//! tunegraph CLI
//!
//! Serves the session API and graph explorer, and queries the graph from
//! the terminal.

use std::path::Path;

use anyhow::Result;
use clap::Parser;
use tracing_appender::non_blocking::WorkerGuard;
use tracing_subscriber::{layer::SubscriberExt, util::SubscriberInitExt};

mod commands;
mod output;

use commands::{Cli, Commands};

/// Initialize tracing, optionally teeing to a log file.
///
/// The returned guard flushes the file writer and must live until exit.
fn init_tracing(log_file: Option<&Path>, verbose: bool) -> Result<Option<WorkerGuard>> {
    let default_filter = if verbose {
        "tunegraph=debug,tunegraph_web=debug,tunegraph_graph=debug,tower_http=debug"
    } else {
        "tunegraph=info,tunegraph_web=debug,tunegraph_graph=debug"
    };
    let env_filter = tracing_subscriber::EnvFilter::try_from_default_env()
        .unwrap_or_else(|_| default_filter.into());

    let Some(path) = log_file else {
        tracing_subscriber::registry()
            .with(env_filter)
            .with(tracing_subscriber::fmt::layer())
            .init();
        return Ok(None);
    };

    let dir = path.parent().filter(|p| !p.as_os_str().is_empty()).unwrap_or(Path::new("."));
    std::fs::create_dir_all(dir)?;
    let file_name = path
        .file_name()
        .ok_or_else(|| anyhow::anyhow!("log path has no file name: {}", path.display()))?;

    let appender = tracing_appender::rolling::never(dir, file_name);
    let (writer, guard) = tracing_appender::non_blocking(appender);

    tracing_subscriber::registry()
        .with(env_filter)
        .with(tracing_subscriber::fmt::layer())
        .with(tracing_subscriber::fmt::layer().with_writer(writer).with_ansi(false))
        .init();

    Ok(Some(guard))
}

#[tokio::main]
async fn main() -> Result<()> {
    let cli = Cli::parse();

    let log_file = match &cli.command {
        Commands::Serve(args) => args.log.clone(),
        _ => None,
    };
    let _guard = init_tracing(log_file.as_deref(), cli.verbose)?;

    cli.execute().await
}
//! Folding of neighborhood path records into a visualization graph.
//!
//! Nodes are unique by domain id and edges unique by ordered `(from, to)`
//! pair; both keep first-insertion order so a fixed record sequence always
//! folds to the same payload.
//!
//! Besides the focal→first-hop edges the query returns, the fold infers
//! edges from second-hop entities by label containment. A set description
//! is the comma-joined names of its tunes, so a set whose label contains a
//! tune name is taken to contain that tune. This is a plain substring test
//! and produces false positives for short names (a tune called "Bar" matches
//! a set "Barley, ..."). Identical labels never produce an edge.

use std::collections::{HashMap, HashSet};

use tunegraph_core::{NodeRole, VizEdge, VizGraph, VizNode};

use crate::queries::neighborhood::{EntityKind, GraphEntity, PathRecord};

/// Fold `records` rooted at an entity of kind `focus`.
pub fn fold(focus: EntityKind, records: &[PathRecord]) -> VizGraph {
    let mut folder = GraphFolder::new(focus);
    for record in records {
        folder.push(record);
    }
    folder.finish()
}

/// Incremental fold state.
#[derive(Debug)]
pub struct GraphFolder {
    focus: EntityKind,
    nodes: Vec<VizNode>,
    node_ids: HashMap<i64, usize>,
    edges: Vec<VizEdge>,
    edge_set: HashSet<VizEdge>,
}

impl GraphFolder {
    pub fn new(focus: EntityKind) -> Self {
        Self {
            focus,
            nodes: Vec::new(),
            node_ids: HashMap::new(),
            edges: Vec::new(),
            edge_set: HashSet::new(),
        }
    }

    /// Merge one record.
    pub fn push(&mut self, record: &PathRecord) {
        let focal = &record.focal;
        self.add_node(focal, NodeRole::Focal);

        for first in &record.first_hop {
            self.add_node(first, NodeRole::FirstHop);
        }

        let second_hop: Vec<&GraphEntity> = record
            .second_hop
            .iter()
            .filter(|entity| entity.id != focal.id)
            .collect();

        for &second in &second_hop {
            self.add_node(second, NodeRole::SecondHop);
        }

        for &second in &second_hop {
            self.infer_edges(second);
        }

        for first in &record.first_hop {
            self.add_edge(focal.id, first.id);
        }
    }

    pub fn finish(self) -> VizGraph {
        VizGraph {
            nodes: self.nodes,
            edges: self.edges,
        }
    }

    fn add_node(&mut self, entity: &GraphEntity, role: NodeRole) {
        if self.node_ids.contains_key(&entity.id) {
            return;
        }
        self.node_ids.insert(entity.id, self.nodes.len());
        self.nodes.push(VizNode::new(entity.id, entity.label.clone(), role));
    }

    fn add_edge(&mut self, from: i64, to: i64) {
        let edge = VizEdge { from, to };
        if self.edge_set.insert(edge) {
            self.edges.push(edge);
        }
    }

    /// Link `second` to every emitted node whose label matches it.
    fn infer_edges(&mut self, second: &GraphEntity) {
        let targets: Vec<i64> = self
            .nodes
            .iter()
            .filter(|node| node.label != second.label)
            .filter(|node| match self.focus {
                // Second hop are tunes: match sets naming them.
                EntityKind::Tune => node.label.contains(second.label.as_str()),
                // Second hop are sets: match tunes they name.
                EntityKind::Set => second.label.contains(node.label.as_str()),
            })
            .map(|node| node.id)
            .collect();

        for to in targets {
            self.add_edge(second.id, to);
        }
    }
}

#[cfg(test)]
mod tests {
    use super::*;

    fn e(id: i64, label: &str) -> GraphEntity {
        GraphEntity::new(id, label)
    }

    fn edge(from: i64, to: i64) -> VizEdge {
        VizEdge { from, to }
    }

    fn drowsy_maggie() -> Vec<PathRecord> {
        vec![PathRecord {
            focal: e(1, "Drowsy Maggie"),
            first_hop: vec![
                e(101, "Drowsy Maggie, The Blarney Pilgrim"),
                e(102, "Drowsy Maggie, Cooley's"),
            ],
            second_hop: vec![
                e(1, "Drowsy Maggie"),
                e(2, "The Blarney Pilgrim"),
                e(3, "Cooley's"),
            ],
        }]
    }

    fn assert_unique(graph: &VizGraph) {
        let ids: HashSet<i64> = graph.nodes.iter().map(|n| n.id).collect();
        assert_eq!(ids.len(), graph.nodes.len(), "duplicate node id");
        let edges: HashSet<VizEdge> = graph.edges.iter().copied().collect();
        assert_eq!(edges.len(), graph.edges.len(), "duplicate edge");
    }

    #[test]
    fn test_drowsy_maggie_scenario() {
        let graph = fold(EntityKind::Tune, &drowsy_maggie());

        let ids: Vec<i64> = graph.nodes.iter().map(|n| n.id).collect();
        assert_eq!(ids, vec![1, 101, 102, 2, 3]);

        assert_eq!(graph.nodes[0].color.background, "yellow");
        assert_eq!(graph.nodes[1].color.background, "#aaddaa");
        assert_eq!(graph.nodes[3].color.background, "#aaaadd");

        assert_eq!(
            graph.edges,
            vec![edge(2, 101), edge(3, 102), edge(1, 101), edge(1, 102)]
        );
        assert_unique(&graph);
    }

    #[test]
    fn test_empty_records_fold_to_empty_graph() {
        let graph = fold(EntityKind::Tune, &[]);
        assert!(graph.is_empty());
        assert!(graph.edges.is_empty());
    }

    #[test]
    fn test_focal_excluded_from_second_hop() {
        let records = vec![PathRecord {
            focal: e(1, "The Kesh"),
            first_hop: vec![e(50, "The Kesh")],
            second_hop: vec![e(1, "The Kesh")],
        }];
        let graph = fold(EntityKind::Tune, &records);

        assert_eq!(graph.nodes.len(), 2);
        assert_eq!(graph.nodes[0].color.background, "yellow");
        assert!(graph.edges.iter().all(|e| e.from != e.to));
        // Identical labels never link.
        assert_eq!(graph.edges, vec![edge(1, 50)]);
    }

    #[test]
    fn test_short_label_false_positive_is_kept() {
        let records = vec![PathRecord {
            focal: e(1, "Out on the Ocean"),
            first_hop: vec![
                e(200, "Out on the Ocean, Bar"),
                e(201, "Out on the Ocean, Barley"),
            ],
            second_hop: vec![e(7, "Bar")],
        }];
        let graph = fold(EntityKind::Tune, &records);

        assert!(graph.edges.contains(&edge(7, 200)));
        assert!(graph.edges.contains(&edge(7, 201)));
    }

    #[test]
    fn test_set_rooted_inference_direction() {
        let records = vec![PathRecord {
            focal: e(101, "Drowsy Maggie, The Blarney Pilgrim"),
            first_hop: vec![e(1, "Drowsy Maggie"), e(2, "The Blarney Pilgrim")],
            second_hop: vec![
                e(101, "Drowsy Maggie, The Blarney Pilgrim"),
                e(102, "Drowsy Maggie, Cooley's"),
            ],
        }];
        let graph = fold(EntityKind::Set, &records);

        let ids: Vec<i64> = graph.nodes.iter().map(|n| n.id).collect();
        assert_eq!(ids, vec![101, 1, 2, 102]);
        // Set 102 names tune 1 but not tune 2; the focal set is a different
        // label that 102 does not contain.
        assert_eq!(graph.edges, vec![edge(102, 1), edge(101, 1), edge(101, 2)]);
    }

    #[test]
    fn test_repeated_records_do_not_duplicate() {
        let mut records = drowsy_maggie();
        records.extend(drowsy_maggie());
        let graph = fold(EntityKind::Tune, &records);

        assert_eq!(graph, fold(EntityKind::Tune, &drowsy_maggie()));
        assert_unique(&graph);
    }

    #[test]
    fn test_first_seen_role_wins() {
        // Tune 3 reached as second hop by the first record and as focal by the second.
        let records = vec![
            PathRecord {
                focal: e(1, "Drowsy Maggie"),
                first_hop: vec![e(102, "Drowsy Maggie, Cooley's")],
                second_hop: vec![e(3, "Cooley's")],
            },
            PathRecord {
                focal: e(3, "Cooley's"),
                first_hop: vec![e(102, "Drowsy Maggie, Cooley's")],
                second_hop: vec![e(1, "Drowsy Maggie")],
            },
        ];
        let graph = fold(EntityKind::Tune, &records);

        assert_eq!(graph.nodes.len(), 3);
        assert_eq!(graph.nodes[2].color.background, "#aaaadd");
        assert!(graph.edges.contains(&edge(3, 102)));
        assert!(graph.edges.contains(&edge(1, 102)));
        assert_unique(&graph);
    }

    #[test]
    fn test_fold_is_deterministic() {
        let records: Vec<PathRecord> = (0..5)
            .map(|i| PathRecord {
                focal: e(i, &format!("Tune {i}")),
                first_hop: (0..4).map(|s| e(100 + s, &format!("Tune {i}, Tune {s}"))).collect(),
                second_hop: (0..6).map(|t| e(t, &format!("Tune {t}"))).collect(),
            })
            .collect();

        let a = serde_json::to_string(&fold(EntityKind::Tune, &records)).unwrap();
        let b = serde_json::to_string(&fold(EntityKind::Tune, &records)).unwrap();
        assert_eq!(a, b);
        assert_unique(&fold(EntityKind::Tune, &records));
    }

    #[test]
    fn test_one_focal_edge_per_first_hop_node() {
        let records = vec![PathRecord {
            focal: e(1, "Drowsy Maggie"),
            first_hop: (0..12)
                .map(|s| e(1000 + s, &format!("Drowsy Maggie, Reel {s}")))
                .collect(),
            second_hop: vec![],
        }];
        let graph = fold(EntityKind::Tune, &records);

        let targets: Vec<i64> = graph
            .edges
            .iter()
            .filter(|e| e.from == 1)
            .map(|e| e.to)
            .collect();
        assert_eq!(targets, (1000..1012).collect::<Vec<i64>>());
    }
}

----

EXERCISE BRIEF:
Would you show every line in the data above that contains the string "writer"?

ANSWER TO THIS TASK:
/// The returned guard flushes the file writer and must live until exit.
    let (writer, guard) = tracing_appender::non_blocking(appender);
        .with(tracing_subscriber::fmt::layer().with_writer(writer).with_ansi(false))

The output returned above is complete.